Por Agustina Langellotti, Julieta Roqué y Sofía Del Gesso
El actor y productor Federico D’Elía dejó una marca indeleble en la cultura con su papel de Mario Santos en la emblemática serie Los simuladores. No sólo fue uno de los protagonistas, sino también uno de los creadores de esta obra que revolucionó la televisión argentina y trascendió fronteras. Para D’Elía, no fue un proyecto más; fue una experiencia transformadora que, según confiesa, lo llevó a comprender el verdadero poder del arte en la vida de las personas.
–¿Qué dimensiones y significados abarca el arte en tu vida y carrera?
–El arte es algo magnánimo, imprescindible. Es una palabra que encierra una grandeza inmensa, algo que trasciende el tiempo. El arte, en su esencia, perdura, se convierte en un legado. Pero también es un concepto que usamos a veces con ligereza, aplicándolo a cosas que, en realidad, no alcanzan esa magnitud. El arte es lo que deja una huella profunda, lo que resuena más allá de su época.
–¿Hay otras formas de arte que te apasionen y disfrutes, además de la actuación?
–Disfruto de varias formas de arte. Con el tiempo, aprendí a apreciar la pintura; me encanta visitar museos, perderme en las obras, en los trazos de los artistas. También la danza, el canto… El arte en general me fascina. La literatura ocupa un lugar especial, me apasiona leer, y creo que todas estas formas de arte alimentan mi interpretación, enriquecen mi sensibilidad y me permiten explorar nuevas dimensiones en mi trabajo.
–¿Hubo un momento específico en tu vida en el que decidiste que la actuación sería tu camino, o fue un proceso gradual de descubrimiento?
–No siempre supe que quería ser artista. La decisión fue tomando forma durante mi adolescencia. Crecí en La Plata, donde era muy deportista, pero en tercer año de secundaria empecé a experimentar con el teatro. Fue un proceso de prueba, de descubrir si realmente me apasionaba, y poco a poco esa curiosidad se transformó en certeza. No fue un camino directo, sino un recorrido lleno de descubrimientos.
–Si pudieras elegir a cualquier artista, vivo o muerto, con quien compartir una escena, ¿quién sería?

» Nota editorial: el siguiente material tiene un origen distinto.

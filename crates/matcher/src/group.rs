//! The forming group: members, merged attributes, and age.
use ingest::{AttributeValue, Attributes, Profile, SIZE};
use serde::Serialize;
use tracing::warn;

use crate::registry::MembershipRegistry;
use crate::types::MatchError;

/// A forming (or finished) cluster of one or more members.
///
/// `members` keeps join order. `attributes` is a running average of every
/// member's profile, held by value so no two groups ever share a map.
#[derive(Debug, Clone, PartialEq, Serialize)]
pub struct Group {
    members: Vec<String>,
    attributes: Attributes,
    age: u32,
}

impl Group {
    /// Register the profile's identity and wrap it as a singleton group.
    pub fn admit(profile: Profile, registry: &MembershipRegistry) -> Result<Self, MatchError> {
        registry.register(&profile.identity)?;
        Ok(Self::unregistered(profile))
    }

    /// Wrap a profile without touching any registry. Scoring experiments and
    /// benchmarks use this; live pools should go through [`Group::admit`].
    pub fn unregistered(profile: Profile) -> Self {
        Self {
            members: vec![profile.identity],
            attributes: profile.attributes,
            age: 1,
        }
    }

    pub fn members(&self) -> &[String] {
        &self.members
    }

    pub fn attributes(&self) -> &Attributes {
        &self.attributes
    }

    pub fn age(&self) -> u32 {
        self.age
    }

    pub fn len(&self) -> usize {
        self.members.len()
    }

    pub fn is_empty(&self) -> bool {
        self.members.is_empty()
    }

    /// Merged desired size, if the profile carried one.
    pub fn desired_size(&self) -> Option<f64> {
        self.attributes.get(SIZE).and_then(AttributeValue::as_scalar)
    }

    /// Advance the age by one scheduling cycle.
    pub fn step(&mut self) {
        self.age = self.age.saturating_add(1);
    }

    /// Override the age. Intended for replaying pools and for tests.
    pub fn with_age(mut self, age: u32) -> Self {
        self.age = age;
        self
    }

    /// Consume the group, yielding `(members, attributes, age)`.
    pub fn into_parts(self) -> (Vec<String>, Attributes, u32) {
        (self.members, self.attributes, self.age)
    }

    /// Absorb `other`: append its members, average scalar attributes,
    /// halve-and-add topic distributions, and floor-average the ages.
    ///
    /// Attributes present only on `other` are not carried over.
    pub fn merge(&mut self, other: Group) {
        let Group {
            members,
            attributes,
            age,
        } = other;

        self.members.extend(members);
        self.age = ((u64::from(self.age) + u64::from(age)) / 2) as u32;

        for (attr, value) in self.attributes.iter_mut() {
            let Some(incoming) = attributes.get(attr) else {
                continue;
            };
            match (value, incoming) {
                (AttributeValue::Scalar(mine), AttributeValue::Scalar(theirs)) => {
                    *mine = (*mine + theirs) / 2.0;
                }
                (AttributeValue::Distribution(mine), AttributeValue::Distribution(theirs)) => {
                    for weight in mine.values_mut() {
                        *weight /= 2.0;
                    }
                    for (topic, weight) in theirs {
                        *mine.entry(topic.clone()).or_insert(0.0) += weight / 2.0;
                    }
                }
                (mine, theirs) => {
                    warn!(
                        attr = %attr,
                        kept = mine.kind(),
                        dropped = theirs.kind(),
                        "merge_kind_mismatch"
                    );
                }
            }
        }
    }
}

–Tuve la suerte de trabajar con mi viejo, y si tuviera que elegir, volvería a hacerlo con él. Hay algo especial en compartir el escenario con alguien tan cercano, la conexión es diferente. Además, trabajar con alguien que admiro y respeto profundamente es un regalo, y eso lo viví con él.

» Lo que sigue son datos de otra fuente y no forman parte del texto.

// Metrics hooks for the `matcher` crate.
//
// Callers install a global `CycleMetrics` implementation via [`set_cycle_metrics`];
// every call to [`MatchEngine::run_cycle`](crate::MatchEngine::run_cycle) then
// reports its latency and the resulting [`CycleReport`].
use std::sync::{Arc, RwLock};
use std::time::Duration;

use once_cell::sync::OnceCell;

use crate::types::CycleReport;

/// Metrics observer for match cycles.
pub trait CycleMetrics: Send + Sync {
    /// Record one completed cycle. `latency` covers both phases.
    fn record_cycle(&self, latency: Duration, report: &CycleReport);
}

fn metrics_lock() -> &'static RwLock<Option<Arc<dyn CycleMetrics>>> {
    static METRICS: OnceCell<RwLock<Option<Arc<dyn CycleMetrics>>>> = OnceCell::new();
    METRICS.get_or_init(|| RwLock::new(None))
}

pub(crate) fn metrics_recorder() -> Option<Arc<dyn CycleMetrics>> {
    let guard = metrics_lock()
        .read()
        .unwrap_or_else(|poisoned| poisoned.into_inner());
    guard.clone()
}

/// Install or clear the global cycle metrics recorder.
pub fn set_cycle_metrics(recorder: Option<Arc<dyn CycleMetrics>>) {
    let mut guard = metrics_lock()
        .write()
        .unwrap_or_else(|poisoned| poisoned.into_inner());
    *guard = recorder;
}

–¿Hay alguien cuyo trabajo admires profundamente, un mentor o una figura que haya sido crucial en tu desarrollo artístico?
–Admiro a muchos en mi profesión, hay actores y trabajadores cuyo talento respeto enormemente, pero no tengo un referente específico. No creo en seguir a una sola persona como guía; prefiero aprender de la diversidad, de las distintas formas de interpretar y entender el arte. Cada experiencia, cada persona con la que trabajé, me enseñó algo único.

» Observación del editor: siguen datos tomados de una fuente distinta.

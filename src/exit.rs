//! Terminal output of a group and the sinks that receive it.
use async_trait::async_trait;
use ingest::Attributes;
use matcher::Group;
use serde::{Deserialize, Serialize};
use tokio::sync::mpsc;
use tracing::info;

/// Why a group left the pool.
#[derive(Debug, Clone, Copy, PartialEq, Eq, Serialize, Deserialize)]
#[serde(rename_all = "snake_case")]
pub enum ExitReason {
    /// Reached the timeout threshold.
    Expired,
    /// Reached the group size cap before timing out.
    Full,
}

/// What the notifier should tell the members.
#[derive(Debug, Clone, Copy, PartialEq, Eq, Serialize, Deserialize)]
#[serde(rename_all = "snake_case")]
pub enum ExitOutcome {
    Matched,
    TimedOut,
}

/// A group that has left the pool. Its members are free to resubmit.
#[derive(Debug, Clone, PartialEq, Serialize, Deserialize)]
pub struct ExitRecord {
    pub members: Vec<String>,
    pub merged_attributes: Attributes,
    pub final_age: u32,
    pub reason: ExitReason,
}

impl ExitRecord {
    pub(crate) fn from_group(group: Group, reason: ExitReason) -> Self {
        let (members, merged_attributes, final_age) = group.into_parts();
        Self {
            members,
            merged_attributes,
            final_age,
            reason,
        }
    }

    /// One member means nobody matched before the timeout.
    pub fn outcome(&self) -> ExitOutcome {
        if self.members.len() >= 2 {
            ExitOutcome::Matched
        } else {
            ExitOutcome::TimedOut
        }
    }
}

/// Error returned by an [`ExitNotifier`]. The cycle driver logs it and moves on.
#[derive(Debug, thiserror::Error)]
#[error("exit notification failed: {0}")]
pub struct NotifyError(pub String);

/// Receives every exit record produced by the cycle driver.
#[async_trait]
pub trait ExitNotifier: Send + Sync {
    async fn notify(&self, record: &ExitRecord) -> Result<(), NotifyError>;
}

/// Forwards exit records into an unbounded tokio channel.
#[derive(Debug, Clone)]
pub struct ChannelNotifier {
    tx: mpsc::UnboundedSender<ExitRecord>,
}

impl ChannelNotifier {
    pub fn new() -> (Self, mpsc::UnboundedReceiver<ExitRecord>) {
        let (tx, rx) = mpsc::unbounded_channel();
        (Self { tx }, rx)
    }
}

#[async_trait]
impl ExitNotifier for ChannelNotifier {
    async fn notify(&self, record: &ExitRecord) -> Result<(), NotifyError> {
        self.tx
            .send(record.clone())
            .map_err(|_| NotifyError("exit channel closed".into()))
    }
}

/// Writes each exit record as a structured `group_exit_notified` event.
#[derive(Debug, Clone, Copy, Default)]
pub struct LogNotifier;

#[async_trait]
impl ExitNotifier for LogNotifier {
    async fn notify(&self, record: &ExitRecord) -> Result<(), NotifyError> {
        info!(
            members = ?record.members,
            final_age = record.final_age,
            reason = ?record.reason,
            outcome = ?record.outcome(),
            "group_exit_notified"
        );
        Ok(())
    }
}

–¿Hay algún papel en particular que haya moldeado a quien hoy sos, tanto en lo personal como en lo profesional?
–Como persona, no siento que ningún papel me haya cambiado profundamente. Sin embargo, desde lo público, Los simuladores fue un punto de inflexión. Tuve la suerte de participar en fenómenos como Poliladron, pero Los simuladores fue diferente porque lo creamos nosotros, y eso le dio un valor especial. Ese personaje cambió la manera en que el público me percibe y dejó una marca en mi carrera.
–¿Hay alguna obra de teatro, película o guión que haya sido un faro en tu carrera, algo que te haya inspirado a seguir en este camino?
–Sí, hubo un momento decisivo. Estaba en La Plata, viendo una obra llamada Príncipe azul, con Villanueva Cosse y Jorge Rivera López. Salí del teatro y, estando solo, me dije: “Me encantaría ser actor”. Ese día me lo acuerdo perfecto porque fue cuando realmente decidí que quería dedicarme a esto.